A two-bedroom home on Rideau St opposite the Broom Factory. Which might mean the centre of the world pretty soon. A rare-as-auks sort of price too.

The Bigger Picture

I’m not going to lie to you. 

Do I think that 103 years ago, when they finished building 318 Rideau St, people gathered from miles around to marvel at what had just risen from the Inner Harbour lowlands? Or that the Broom Factory workers stopped what they were doing and leaned wide-eyed in the front doorway with their suspenders hitched high? Did everyone water their horses for weeks afterwards in the back yard and then walk loops around the site, trying good-naturedly to figure out how in hell they had pulled it off? Nah.

And did everyone think that 318 Rideau, set down at the front of Lot 7 in Charlesville, just north of downtown Kingston, was an architecturally bracing home? A design for the ages? As inspirational as a good book? Not for a minute.

That distinction goes to the Bailey Broom Factory itself, erected across the street in 1894, or the Woolen Mill (1882), just down the street at the edge of the Cataraqui River. Those are the easy landmarks, along with a few discreetly handsome limestone homes put up on Charles St, just above Montreal. I still wander the streets casting admiring glances.

But do I think that the crew of framers and finishers, plasterers and stone workers thought the house here at 318 Rideau would last? That it would keep families warm and close to the action for a good long while? Yes, I do. 

And do I think that they’d be surprised to learn that it was still doing its job more than a century later? Not really, no.

See I’ve been in the basement and the limestone foundation - to my uneducated eye - is as fine as any I’ve seen in the rarer, pricier air of Sydenham Ward. There is pride writ loud here, a blunt sort of art stacked both above and below the frostline.
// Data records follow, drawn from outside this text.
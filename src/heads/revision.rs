//! heads::revision
//!
//! Revision snapshots and head resolution.
//!
//! # Design
//!
//! A [`Revision`] pairs a head with the concrete commit hash needed to check
//! it out — and, for merge-result builds, the target branch tip as a second
//! hash. Revisions are immutable snapshots; a new discovery pass produces
//! new revisions rather than mutating prior ones.
//!
//! Resolution is a pure function of the head plus the collaborator's current
//! view: it never mutates the head, is reentrant, and queries the
//! collaborator exactly once per sentinel lookup. The `"HEAD"` sentinel
//! means "resolve lazily via the symbolic ref" and is replaced by a literal
//! hash before a revision exists.
//!
//! Merge request heads resolve through their source. GitLab does not nest
//! merge requests, so source chains terminate after one hop in practice;
//! resolution still walks chains iteratively so a chained reference can
//! never overflow the stack.

use serde::{Deserialize, Serialize};
use thiserror::Error;

use super::{BranchHead, GitLabHead, RefSpec, TagHead};
use crate::api::{ApiError, GitLabApi};

/// Sentinel hash meaning "resolve lazily via the symbolic ref".
pub const REVISION_HEAD: &str = "HEAD";

/// Errors from revision resolution.
#[derive(Debug, Error)]
pub enum ResolveError {
    /// The collaborator could not report a tip for the ref.
    #[error("cannot resolve tip of {category} ref '{name}' in project {project_id}: {source}")]
    TipLookup {
        /// Ref category of the unresolvable ref.
        category: RefSpec,
        /// Ref name (or merge request iid) that failed to resolve.
        name: String,
        /// Project the lookup ran against.
        project_id: u64,
        /// Underlying API error.
        #[source]
        source: ApiError,
    },
}

/// How literal discovery-time hashes are treated at resolution.
///
/// A merge request's source branch may be force-pushed between discovery
/// and build. `Pinned` builds the hash recorded at discovery; `Refetch`
/// asks the collaborator for the current tip on every resolve. Both are
/// valid; `Pinned` is the default because it keeps a discovery pass
/// internally consistent.
#[derive(Debug, Clone, Copy, Default, PartialEq, Eq, Serialize, Deserialize)]
#[serde(rename_all = "lowercase")]
pub enum ResolveMode {
    /// Use the hash recorded at discovery; only the `"HEAD"` sentinel
    /// triggers a collaborator lookup.
    #[default]
    Pinned,
    /// Ask the collaborator for the current tip on every resolve.
    Refetch,
}

/// A resolved, concrete commit identity for a head at a point in time.
#[derive(Debug, Clone, PartialEq, Eq, Hash)]
pub struct Revision {
    head: GitLabHead,
    hash: String,
    target_hash: Option<String>,
}

impl Revision {
    fn new(head: GitLabHead, hash: String) -> Self {
        Self {
            head,
            hash,
            target_hash: None,
        }
    }

    fn with_target(head: GitLabHead, hash: String, target_hash: String) -> Self {
        Self {
            head,
            hash,
            target_hash: Some(target_hash),
        }
    }

    /// The head this revision was resolved for.
    pub fn head(&self) -> &GitLabHead {
        &self.head
    }

    /// The commit hash to check out. Never the `"HEAD"` sentinel.
    pub fn hash(&self) -> &str {
        &self.hash
    }

    /// The target branch tip, present only for merge-result builds.
    pub fn target_hash(&self) -> Option<&str> {
        self.target_hash.as_deref()
    }
}

/// Resolve a head to a concrete revision.
///
/// `project_id` is the project owning the head; merge request sources are
/// looked up in their own `source_project_id`, which differs for forks.
///
/// # Errors
///
/// Returns `ResolveError::TipLookup` when the collaborator cannot report a
/// commit hash for a ref that requires lookup. Callers that need a revision
/// before use must exclude the head from buildable output on error.
pub async fn resolve(
    project_id: u64,
    head: &GitLabHead,
    api: &dyn GitLabApi,
    mode: ResolveMode,
) -> Result<Revision, ResolveError> {
    if let GitLabHead::MergeRequest(mr) = head {
        if mr.merge_result_build() {
            let (source_project, source) = terminal(mr.source_project_id(), mr.source());
            let source_hash = terminal_hash(source_project, source, api, mode).await?;
            let target_hash = hash_for(
                project_id,
                RefSpec::Branches,
                mr.target().name().as_str(),
                mr.target().hash(),
                api,
                mode,
            )
            .await?;
            return Ok(Revision::with_target(head.clone(), source_hash, target_hash));
        }
    }

    let (terminal_project, terminal_head) = terminal(project_id, head);
    let hash = terminal_hash(terminal_project, terminal_head, api, mode).await?;
    Ok(Revision::new(head.clone(), hash))
}

/// The end of a merge request source chain: always a branch or a tag.
enum Terminal<'a> {
    Branch(&'a BranchHead),
    Tag(&'a TagHead),
}

/// Walk merge request source chains to their terminal branch or tag.
fn terminal(mut project_id: u64, mut head: &GitLabHead) -> (u64, Terminal<'_>) {
    loop {
        match head {
            GitLabHead::MergeRequest(mr) => {
                project_id = mr.source_project_id();
                head = mr.source();
            }
            GitLabHead::Branch(b) => return (project_id, Terminal::Branch(b)),
            GitLabHead::Tag(t) => return (project_id, Terminal::Tag(t)),
        }
    }
}

async fn terminal_hash(
    project_id: u64,
    terminal: Terminal<'_>,
    api: &dyn GitLabApi,
    mode: ResolveMode,
) -> Result<String, ResolveError> {
    match terminal {
        Terminal::Branch(b) => {
            hash_for(
                project_id,
                RefSpec::Branches,
                b.name().as_str(),
                b.hash(),
                api,
                mode,
            )
            .await
        }
        Terminal::Tag(t) => {
            hash_for(
                project_id,
                RefSpec::Tags,
                t.name().as_str(),
                t.hash(),
                api,
                mode,
            )
            .await
        }
    }
}

async fn hash_for(
    project_id: u64,
    category: RefSpec,
    name: &str,
    stored: &str,
    api: &dyn GitLabApi,
    mode: ResolveMode,
) -> Result<String, ResolveError> {
    if stored != REVISION_HEAD && mode == ResolveMode::Pinned {
        return Ok(stored.to_string());
    }
    api.ref_tip(project_id, category, name)
        .await
        .map_err(|source| ResolveError::TipLookup {
            category,
            name: name.to_string(),
            project_id,
            source,
        })
}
I like the house, I really do.  I admire its symmetry and its efficiencies. The price would shock the builders, of course. $329,900?! You can hear them falling all over themselves when that detail slips out, courting hilarity through inflation’s rich mud. But the thing is, that price is the most reasonable we’ve seen in these parts in a while now. We assume the house will draw a crowd. A hundred years late, maybe, but we’ll take it.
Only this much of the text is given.